START PROVIDED ENTRIES

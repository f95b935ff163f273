//! Routing of inbound broker messages.
//!
//! Sensor topics feed the [`TimeSeriesWindow`]; free-text topics
//! overwrite [`AuxiliaryLatest`]. Messages are applied strictly in the
//! order the transport delivered them.

use std::sync::Arc;

use auralink_types::{AuxChannel, SensorKey};
use tracing::debug;

use crate::clock::Clock;
use crate::data::{AuxiliaryLatest, SensorReadings, TimeSeriesWindow};

/// Where a topic's messages go.
#[derive(Debug, Clone, Copy, PartialEq, Eq)]
pub enum TopicTarget {
    Sensor(SensorKey),
    Aux(AuxChannel),
}

/// Ordered mapping from broker topics to targets.
///
/// Order is the subscription order.
#[derive(Debug, Clone, PartialEq, Eq)]
pub struct TopicMap {
    entries: Vec<(String, TopicTarget)>,
}

impl Default for TopicMap {
    fn default() -> Self {
        Self::new()
            .sensor("esp32/sensors/temperature", SensorKey::Temperature)
            .sensor("esp32/sensors/humidity", SensorKey::Humidity)
            .sensor("esp32/sensors/mq135", SensorKey::AirQuality)
            .aux("esp32/sensors/led", AuxChannel::Led)
            .aux("esp32/display", AuxChannel::Display)
            .aux("esp32/email_summary", AuxChannel::EmailSummary)
    }
}

impl TopicMap {
    /// An empty map.
    pub fn new() -> Self {
        Self { entries: Vec::new() }
    }

    /// Map a topic to a sensor series. Re-mapping a topic replaces it.
    pub fn sensor(self, topic: impl Into<String>, key: SensorKey) -> Self {
        self.with(topic.into(), TopicTarget::Sensor(key))
    }

    /// Map a topic to an auxiliary channel. Re-mapping a topic replaces it.
    pub fn aux(self, topic: impl Into<String>, channel: AuxChannel) -> Self {
        self.with(topic.into(), TopicTarget::Aux(channel))
    }

    fn with(mut self, topic: String, target: TopicTarget) -> Self {
        match self.entries.iter_mut().find(|(t, _)| *t == topic) {
            Some(entry) => entry.1 = target,
            None => self.entries.push((topic, target)),
        }
        self
    }

    /// Look up a topic.
    pub fn resolve(&self, topic: &str) -> Option<TopicTarget> {
        self.entries
            .iter()
            .find(|(t, _)| t == topic)
            .map(|(_, target)| *target)
    }

    /// Every mapped topic, in subscription order.
    pub fn topics(&self) -> Vec<String> {
        self.entries.iter().map(|(t, _)| t.clone()).collect()
    }

    pub fn len(&self) -> usize {
        self.entries.len()
    }

    pub fn is_empty(&self) -> bool {
        self.entries.is_empty()
    }
}

/// What happened to a routed message.
#[derive(Debug, Clone, Copy, PartialEq)]
pub enum RouteOutcome {
    /// A numeric reading went into the window.
    Recorded { key: SensorKey, value: f64 },
    /// A sensor payload that is not a number; the window is unchanged.
    Unparsable { key: SensorKey },
    /// An auxiliary channel was overwritten.
    Auxiliary(AuxChannel),
    /// No mapping for the topic.
    Ignored,
}

/// Parse a sensor payload. Non-numbers and non-finite values are rejected.
pub fn parse_reading(key: SensorKey, payload: &str) -> Option<f64> {
    let value = payload.trim().parse::<f64>().ok().filter(|v| v.is_finite())?;
    Some(if key.is_integral() { value.trunc() } else { value })
}

/// Dispatches inbound messages to the window and latest-value slots.
#[derive(Debug)]
pub struct MessageRouter {
    topics: TopicMap,
    clock: Arc<dyn Clock>,
    window: TimeSeriesWindow,
    readings: SensorReadings,
    auxiliary: AuxiliaryLatest,
}

impl MessageRouter {
    pub fn new(topics: TopicMap, window: TimeSeriesWindow, clock: Arc<dyn Clock>) -> Self {
        Self {
            topics,
            clock,
            window,
            readings: SensorReadings::new(),
            auxiliary: AuxiliaryLatest::new(),
        }
    }

    /// Apply one message.
    pub fn route(&mut self, topic: &str, payload: &str) -> RouteOutcome {
        match self.topics.resolve(topic) {
            Some(TopicTarget::Sensor(key)) => {
                self.readings.set(key, payload);
                match parse_reading(key, payload) {
                    Some(value) => {
                        let label = self.clock.time_label();
                        self.window.append(key, value, &label);
                        RouteOutcome::Recorded { key, value }
                    }
                    None => {
                        debug!(topic, payload, "Skipping non-numeric reading");
                        RouteOutcome::Unparsable { key }
                    }
                }
            }
            Some(TopicTarget::Aux(channel)) => {
                self.auxiliary.set(channel, payload);
                RouteOutcome::Auxiliary(channel)
            }
            None => {
                debug!(topic, "Ignoring message on unknown topic");
                RouteOutcome::Ignored
            }
        }
    }

    pub fn topics(&self) -> &TopicMap {
        &self.topics
    }

    pub fn window(&self) -> &TimeSeriesWindow {
        &self.window
    }

    pub fn readings(&self) -> &SensorReadings {
        &self.readings
    }

    pub fn auxiliary(&self) -> &AuxiliaryLatest {
        &self.auxiliary
    }
}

END PROVIDED ENTRIES

PROBLEM TO SOLVE:
State how many lines of the listing hold the string "clock"; reply with the number and nothing else.

RESPONSE BOX:
5